Expansion of ITC Domestic Industry Coupled with PTAB Immunity = Greater ITC Appeal

Since Ebay v. MercExchange in 2006, patentees have lamented the practical loss of injunctions in most patent litigation. In the 20 years since, neither the courts nor Congress have shown any interest in revisiting or recalibrating Ebay. Of course, patent infringement complainants before the International Trade Commission (ITC) have always been guaranteed a form of special injunctive relief (exclusion orders), but the ITC’s “domestic industry” jurisdiction has always been construed narrowly by the agency. Given the limited jurisdiction, despite the desirable form of relief, ITC proceedings have been far less common than traditional district court litigation.

Last week, however, the Federal Circuit rejected the ITC’s longstanding and narrow view of domestic industry, potentially opening its doors to a far greater percentage of patentees.
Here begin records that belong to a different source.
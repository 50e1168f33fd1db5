//! CLI parse and shell tests.

use super::{Cli, CliCommand};
use clap::Parser;

pub(super) fn parse(args: &[&str]) -> CliCommand {
    let cli = Cli::try_parse_from(args).unwrap();
    cli.command
}
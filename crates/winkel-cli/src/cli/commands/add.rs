//! `winkel add <list-id> <name>` – add a product to a list.

use anyhow::Result;
use std::io::Write;
use winkel_core::backend::Backend;
use winkel_core::model::RowId;
use winkel_core::views::ListsView;

pub fn run_add<B: Backend, W: Write>(
    backend: B,
    list_id: &RowId,
    name: &str,
    out: &mut W,
) -> Result<()> {
    let mut view = ListsView::new(backend);
    if !view.load() {
        anyhow::bail!(view.error.take().unwrap_or_default());
    }
    match view.add_product(list_id, name)? {
        Some(msg) => writeln!(out, "{}", msg)?,
        None => writeln!(out, "Product name is empty; nothing added.")?,
    }
    Ok(())
}
//! `winkel check|uncheck <product-id>` – set the purchased flag directly.

use anyhow::{Context, Result};
use std::io::Write;
use winkel_core::backend::Backend;
use winkel_core::model::RowId;

use crate::cli::render;

pub fn run_set_purchased<B: Backend, W: Write>(
    backend: B,
    product_id: &RowId,
    purchased: bool,
    out: &mut W,
) -> Result<()> {
    let product = backend
        .get_product(product_id)
        .context("could not update product status")?;
    backend
        .set_purchased(&product.id, purchased)
        .context("could not update product status")?;
    writeln!(out, "{}: {}", product.name, render::purchased_label(purchased))?;
    Ok(())
}
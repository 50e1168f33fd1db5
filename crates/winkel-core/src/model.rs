//! Rows of the two backend tables and their identifiers.

use serde::{Deserialize, Serialize};
use std::convert::Infallible;
use std::fmt;
use std::str::FromStr;

/// Row identifier as delivered by the backend: integer key or text (e.g. UUID).
///
/// Comparison is loose: `Int(5)` equals `Text("5")`.
#[derive(Debug, Clone, Serialize, Deserialize)]
#[serde(untagged)]
pub enum RowId {
    Int(i64),
    Text(String),
}

impl PartialEq for RowId {
    fn eq(&self, other: &Self) -> bool {
        match (self, other) {
            (RowId::Int(a), RowId::Int(b)) => a == b,
            (RowId::Text(a), RowId::Text(b)) => a == b,
            (RowId::Int(n), RowId::Text(t)) | (RowId::Text(t), RowId::Int(n)) => {
                matches!(t.trim().parse::<i64>(), Ok(m) if m == *n)
            }
        }
    }
}

impl Eq for RowId {}

impl fmt::Display for RowId {
    fn fmt(&self, f: &mut fmt::Formatter<'_>) -> fmt::Result {
        match self {
            RowId::Int(n) => write!(f, "{}", n),
            RowId::Text(s) => f.write_str(s),
        }
    }
}

impl FromStr for RowId {
    type Err = Infallible;

    /// Integers become `Int`, anything else is kept as trimmed text.
    fn from_str(s: &str) -> Result<Self, Self::Err> {
        let s = s.trim();
        Ok(match s.parse::<i64>() {
            Ok(n) => RowId::Int(n),
            Err(_) => RowId::Text(s.to_string()),
        })
    }
}

impl From<i64> for RowId {
    fn from(n: i64) -> Self {
        RowId::Int(n)
    }
}

impl From<&str> for RowId {
    fn from(s: &str) -> Self {
        match s.parse() {
            Ok(id) => id,
            Err(never) => match never {},
        }
    }
}

/// A named shopping list (`Winkelwagens` row).
#[derive(Debug, Clone, PartialEq, Eq, Serialize, Deserialize)]
pub struct ShoppingList {
    pub id: RowId,
    #[serde(rename = "winkelwagen")]
    pub name: String,
}

/// A product on a list (`Products` row).
#[derive(Debug, Clone, PartialEq, Eq, Serialize, Deserialize)]
pub struct Product {
    pub id: RowId,
    #[serde(rename = "product")]
    pub name: String,
    #[serde(rename = "winkelwagen_id")]
    pub list_id: RowId,
    /// Missing or null on the wire means not purchased.
    #[serde(rename = "gekocht", default, deserialize_with = "null_as_false")]
    pub purchased: bool,
}

fn null_as_false<'de, D>(de: D) -> Result<bool, D::Error>
where
    D: serde::Deserializer<'de>,
{
    Ok(Option::<bool>::deserialize(de)?.unwrap_or(false))
}

/// Insert payload for a new list.
#[derive(Debug, Serialize)]
pub(crate) struct NewList<'a> {
    pub winkelwagen: &'a str,
}

/// Insert payload for a new product; always starts unpurchased.
#[derive(Debug, Serialize)]
pub(crate) struct NewProduct<'a> {
    pub product: &'a str,
    pub winkelwagen_id: &'a RowId,
    pub gekocht: bool,
}

/// Update payload for the purchased flag.
#[derive(Debug, Serialize)]
pub(crate) struct PurchasedPatch {
    pub gekocht: bool,
}
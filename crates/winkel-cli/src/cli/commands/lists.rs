//! `winkel lists` – show all lists.

use anyhow::Result;
use std::io::Write;
use winkel_core::backend::Backend;
use winkel_core::views::ListsView;

use crate::cli::render;

pub fn run_lists<B: Backend, W: Write>(backend: B, out: &mut W) -> Result<()> {
    let mut view = ListsView::new(backend);
    if !view.load() {
        anyhow::bail!(view.error.take().unwrap_or_default());
    }
    write!(out, "{}", render::lists_table(&view.lists))?;
    Ok(())
}
//! Minimal HTTP/1.1 server emulating the two PostgREST tables for integration tests.
//!
//! Understands `GET /rest/v1/<table>?<col>=eq.<v>&select=*`, `POST` (insert,
//! echoes the row in an array), `PATCH ...?id=eq.<v>` and `DELETE ...?id=eq.<v>`.
//! Requests without the expected `apikey` get 401.

use serde_json::{json, Map, Value};
use std::io::{BufRead, BufReader, Read, Write};
use std::net::{TcpListener, TcpStream};
use std::sync::{Arc, Mutex};
use std::thread;

pub const API_KEY: &str = "test-anon-key";

#[derive(Debug, Clone, Default)]
pub struct RestServerOptions {
    /// Answer every request with this method using the given status.
    pub fail: Option<(&'static str, u16)>,
    /// Answer inserts with `[]` instead of the created row.
    pub empty_inserts: bool,
}

/// A request as seen by the server, kept for assertions.
#[derive(Debug, Clone)]
pub struct Seen {
    pub method: String,
    pub target: String,
    pub headers: Vec<(String, String)>,
    pub body: String,
}

impl Seen {
    pub fn header(&self, name: &str) -> Option<&str> {
        self.headers
            .iter()
            .find(|(k, _)| k.eq_ignore_ascii_case(name))
            .map(|(_, v)| v.as_str())
    }
}

#[derive(Default)]
struct Tables {
    lists: Vec<Value>,
    products: Vec<Value>,
    next_id: i64,
    seen: Vec<Seen>,
}

#[derive(Clone)]
pub struct RestServer {
    pub base_url: String,
    tables: Arc<Mutex<Tables>>,
}

impl RestServer {
    pub fn seen(&self) -> Vec<Seen> {
        self.tables.lock().unwrap().seen.clone()
    }

    pub fn last(&self) -> Seen {
        self.seen().pop().expect("no request seen")
    }

    pub fn products(&self) -> Vec<Value> {
        self.tables.lock().unwrap().products.clone()
    }
}

pub fn start() -> RestServer {
    start_with_options(RestServerOptions::default())
}

/// Starts the server on an ephemeral port in a background thread.
pub fn start_with_options(opts: RestServerOptions) -> RestServer {
    let listener = TcpListener::bind("127.0.0.1:0").expect("bind");
    let port = listener.local_addr().unwrap().port();
    let tables = Arc::new(Mutex::new(Tables::default()));
    let server = RestServer {
        base_url: format!("http://127.0.0.1:{}", port),
        tables: Arc::clone(&tables),
    };
    thread::spawn(move || {
        for stream in listener.incoming().flatten() {
            let tables = Arc::clone(&tables);
            let opts = opts.clone();
            thread::spawn(move || handle(stream, &tables, &opts));
        }
    });
    server
}

fn read_request(stream: &TcpStream) -> Option<Seen> {
    let mut reader = BufReader::new(stream.try_clone().ok()?);
    let mut line = String::new();
    reader.read_line(&mut line).ok()?;
    let mut parts = line.split_whitespace();
    let method = parts.next()?.to_string();
    let target = parts.next()?.to_string();

    let mut headers = Vec::new();
    let mut content_length = 0usize;
    loop {
        let mut h = String::new();
        if reader.read_line(&mut h).ok()? == 0 {
            break;
        }
        let h = h.trim_end();
        if h.is_empty() {
            break;
        }
        if let Some((k, v)) = h.split_once(':') {
            let (k, v) = (k.trim().to_string(), v.trim().to_string());
            if k.eq_ignore_ascii_case("content-length") {
                content_length = v.parse().unwrap_or(0);
            }
            headers.push((k, v));
        }
    }
    let mut body = vec![0u8; content_length];
    reader.read_exact(&mut body).ok()?;
    Some(Seen {
        method,
        target,
        headers,
        body: String::from_utf8_lossy(&body).into_owned(),
    })
}

fn respond(mut stream: TcpStream, status: &str, body: &str) {
    let response = format!(
        "HTTP/1.1 {}\r\nContent-Type: application/json\r\nContent-Length: {}\r\nConnection: close\r\n\r\n{}",
        status,
        body.len(),
        body
    );
    let _ = stream.write_all(response.as_bytes());
}

fn handle(stream: TcpStream, tables: &Mutex<Tables>, opts: &RestServerOptions) {
    let _ = stream.set_read_timeout(Some(std::time::Duration::from_secs(2)));
    let Some(req) = read_request(&stream) else {
        return;
    };
    let mut t = tables.lock().unwrap();
    t.seen.push(req.clone());

    if req.header("apikey") != Some(API_KEY) {
        drop(t);
        respond(stream, "401 Unauthorized", r#"{"message":"Invalid API key"}"#);
        return;
    }
    if let Some((method, code)) = opts.fail {
        if req.method == method {
            drop(t);
            let status = format!("{} Injected Failure", code);
            respond(stream, &status, r#"{"message":"boom"}"#);
            return;
        }
    }

    let (path, query) = req
        .target
        .split_once('?')
        .unwrap_or((req.target.as_str(), ""));
    let table = path.trim_start_matches("/rest/v1/").to_string();
    let filter = query
        .split('&')
        .filter_map(|kv| kv.split_once('='))
        .find(|(k, _)| *k != "select")
        .and_then(|(k, v)| v.strip_prefix("eq.").map(|v| (k.to_string(), v.to_string())));

    let Tables {
        lists,
        products,
        next_id,
        ..
    } = &mut *t;
    let rows = match table.as_str() {
        "Winkelwagens" => lists,
        "Products" => products,
        _ => {
            drop(t);
            respond(stream, "404 Not Found", r#"{"message":"relation does not exist"}"#);
            return;
        }
    };
    let matches = |row: &Value| match &filter {
        Some((col, v)) => row.get(col).map(|x| value_text(x) == *v).unwrap_or(false),
        None => true,
    };

    match req.method.as_str() {
        "GET" => {
            let out: Vec<Value> = rows.iter().filter(|&r| matches(r)).cloned().collect();
            let body = Value::Array(out).to_string();
            drop(t);
            respond(stream, "200 OK", &body);
        }
        "POST" => {
            let mut row: Map<String, Value> = match serde_json::from_str(&req.body) {
                Ok(Value::Object(m)) => m,
                _ => {
                    drop(t);
                    respond(stream, "400 Bad Request", r#"{"message":"bad json"}"#);
                    return;
                }
            };
            *next_id += 1;
            row.insert("id".into(), json!(*next_id));
            let row = Value::Object(row);
            rows.push(row.clone());
            let body = if opts.empty_inserts {
                "[]".to_string()
            } else {
                Value::Array(vec![row]).to_string()
            };
            drop(t);
            respond(stream, "201 Created", &body);
        }
        "PATCH" => {
            let patch: Map<String, Value> = serde_json::from_str(&req.body).unwrap_or_default();
            let mut out = Vec::new();
            for row in rows.iter_mut().filter(|r| matches(&**r)) {
                if let Value::Object(m) = row {
                    for (k, v) in &patch {
                        m.insert(k.clone(), v.clone());
                    }
                }
                out.push(row.clone());
            }
            let body = Value::Array(out).to_string();
            drop(t);
            respond(stream, "200 OK", &body);
        }
        "DELETE" => {
            rows.retain(|r| !matches(r));
            drop(t);
            respond(stream, "204 No Content", "");
        }
        _ => {
            drop(t);
            respond(stream, "405 Method Not Allowed", "");
        }
    }
}

fn value_text(v: &Value) -> String {
    match v {
        Value::String(s) => s.clone(),
        other => other.to_string(),
    }
}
Independently, the USPTO’s Patent Trial & Appeal Board (PTAB) also withdrew its Biden-era discretionary guidance last week, which prevented discretionary denials under 314(a) on IPR petitions co-pending with an ITC action. The upshot of these near simultaneous developments is that the ITC is now available to a greater number of patentees, at a time when filing at the ITC may also effectively guarantee immunity from PTAB review.

That is a one-two-punch that no plaintiff-friendly Texas court can rival.

More specifically, on March 5, 2025, the Federal Circuit rejected the ITC’s longstanding practice of excluding certain types of activities from qualifying as “domestic industry” activities under Section 337(a)(3)(B), finding the ITC’s approach to domestic industry “is counter to the statutory text.” Prior to the Lashify decision, the ITC had interpreted Section 337(a)(3)(B) to exclude certain types of activities, including: 

  • Sales and marketing absent the existence of “other qualifying expenditures,” such as R&D or manufacturing; and
  • Activities of a “mere importer,” including quality control, warehousing, and distribution.  

In Lashify, the Federal Circuit applied its “independent judgment” under Loper Bright and flatly rejected the ITC’s prior approach, eviscerating what has come to be known as the “mere importer” test for determining whether activities should count towards domestic industry. The Federal Circuit concluded that Section 337(a)(3)(B) does not exclude any “enterprise functions.”  

The Federal Circuit remanded the decision back to the ITC, holding that the ITC “must count Lashify’s employment of labor and capital even when they are used in sales, marketing, warehousing, quality control, or distribution.”  

ITC Jurisdiction is Expanded

The Lashify decision signals a significant shift in the ITC’s domestic industry analysis by greatly expanding the types of activities a complainant can rely on to satisfy the domestic industry requirement. This change in the legal standard will make the ITC a viable forum for entities regardless of whether they conduct any research or manufacturing in the U.S., potentially opening the door to entities whose only presence in the U.S. is sales, marketing, or warehousing, provided that they can establish that they meet the “significance” requirement.   

PTAB Discretion Will Shut Down IPRs Co-pending an ITC Trial

At the same time, the PTAB has withdrawn its Biden-era 314(a) policy. While the agency has not stated specifically that it will deny AIA trial petitions co-pending prior to an ITC trials, that was effectively the previous practice. I would expect any PTAB judge straying from the 2020 polices to be reversed on Director Review (perhaps sua sponte given the alignment in Trump-era policies now, and prior to the now rescinded 2022 memo).

Of course the ITC will not aid those patentees suing a defendant that is not importing infringing products, but that scenario is increasingly uncommon outside of a handful of industries (e.g., software, pharma). Likewise, while many patentees ultimately seek damage awards that aren’t available from the ITC, the leverage of excluding products from the market is perhaps the most effective means to that end—especially when free from PTAB threat.

Going forward, given the added bonus of insulating a portfolio from PTAB review, and the seemingly lower bar to ITC jurisdiction/remedial orders, there will undoubtedly be more ITC filings, perhaps a lot more.